It’s impossible to truly understand a tool if you haven’t used it yourself. So last week I decided to put seven popular coding agents to the test.
I found that right now, these tools have significant limitations. But unlike the computer-use agents I wrote about yesterday, I do not view these coding agents as a dead end. They are already powerful enough to make programmers significantly more productive. And they will only get better in the coming months and years.
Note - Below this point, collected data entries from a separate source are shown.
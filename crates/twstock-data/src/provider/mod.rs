//! 데이터 Provider 모듈.
//!
//! 원격 거래소 데이터 소스를 호출하는 게이트웨이를 정의합니다.
//!
//! ## TWSE MIS
//! - `TwseClient`: 대만증권거래소 시장정보시스템(mis.twse.com.tw) 클라이언트
//! - 업종 목록, 업종별 종목, 최신 시세 조회

pub mod twse;

pub use twse::TwseClient;

use async_trait::async_trait;
use serde::{Deserialize, Serialize};
use twstock_core::{Industry, Market, Stock, StockPrice, StockRecord};

use crate::error::FetchError;

/// 업종 목록 응답의 원소 (`{code, name}`).
#[derive(Debug, Clone, PartialEq, Eq, Serialize, Deserialize)]
pub struct IndustryEntry {
    pub code: String,
    #[serde(default)]
    pub name: String,
}

impl IndustryEntry {
    pub fn new(code: impl Into<String>, name: impl Into<String>) -> Self {
        Self {
            code: code.into(),
            name: name.into(),
        }
    }
}

/// 시장별 업종 목록 (`{tse: [...], otc: [...]}`).
///
/// 응답에 시장 키가 없으면 빈 목록으로 취급합니다.
#[derive(Debug, Clone, Default, PartialEq, Eq, Serialize, Deserialize)]
pub struct IndustryListing {
    #[serde(default)]
    pub tse: Vec<IndustryEntry>,
    #[serde(default)]
    pub otc: Vec<IndustryEntry>,
}

impl IndustryListing {
    /// 해당 시장의 원시 목록.
    pub fn entries(&self, market: Market) -> &[IndustryEntry] {
        match market {
            Market::Tse => &self.tse,
            Market::Otc => &self.otc,
        }
    }

    /// 해당 시장의 업종 (목록 순서).
    pub fn industries(&self, market: Market) -> Vec<Industry> {
        self.entries(market)
            .iter()
            .map(|entry| Industry::new(market, entry.code.clone(), entry.name.clone()))
            .collect()
    }

    /// 두 시장의 업종 수 합계.
    pub fn len(&self) -> usize {
        self.tse.len() + self.otc.len()
    }

    pub fn is_empty(&self) -> bool {
        self.len() == 0
    }
}

/// 원격 거래소 데이터 게이트웨이.
///
/// 각 호출은 한 번의 HTTP GET이며 재시도하지 않습니다.
#[async_trait]
pub trait MarketDataGateway: Send + Sync {
    /// 시장별 업종 목록 조회.
    async fn fetch_industries(&self) -> Result<IndustryListing, FetchError>;

    /// 업종별 종목 원시 레코드 조회 (응답 순서 유지).
    async fn fetch_stocks_for_industry(
        &self,
        market: Market,
        industry_code: &str,
    ) -> Result<Vec<StockRecord>, FetchError>;

    /// 종목들의 최신 시세 조회.
    async fn fetch_prices(&self, stocks: &[Stock]) -> Result<Vec<StockPrice>, FetchError>;
}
I also talked to an experienced programmer about how he uses tools like Claude Code. The conversation gave me better insight into how these tools are likely to change the programming profession—and perhaps other professions in the future.
Hands-on with seven different coding agents
LLMs tend to do well on “canned” problems, but they struggle with more complex real-world tasks. So I wanted to use some real-world data for my own testing. I chose a subject that will be familiar to long-time readers: Waymo crashes, which are far less common, per mile, than crashes by human-driven vehicles.
Specifically, I asked coding agents to merge two spreadsheets—one from Waymo and the other from the National Highway Traffic Safety Administration—and then build a website to search, sort, and browse data on crashes involving Waymo vehicles.
I tried seven agentic coding platforms, playing the role of a coding novice. At no point did I look at any code to try to figure out what might be causing a bug—I simply gave the agents high-level instructions and relied on them to figure out how to implement them.
The results were decidedly mixed. Let’s start with the least successful coding agents and move to the more successful ones.
Bolt.new immediately gave up, stating “looks like you've hit the size limit.” A help page states that “if your Bolt project exceeds the context window (200k tokens for free accounts, 500k for paid accounts), Bolt notifies you in the chat, saying Project size exceeded.” Evidently, my spreadsheets were too large to fit into the model’s context window.
Other agentic coding platforms give models tools for searching through files and accessing portions of them on an as-needed basis. This allows them to work with code and data that is much larger than the model’s context window. Bolt doesn’t seem to have this feature, so it wasn’t able to process a large spreadsheet.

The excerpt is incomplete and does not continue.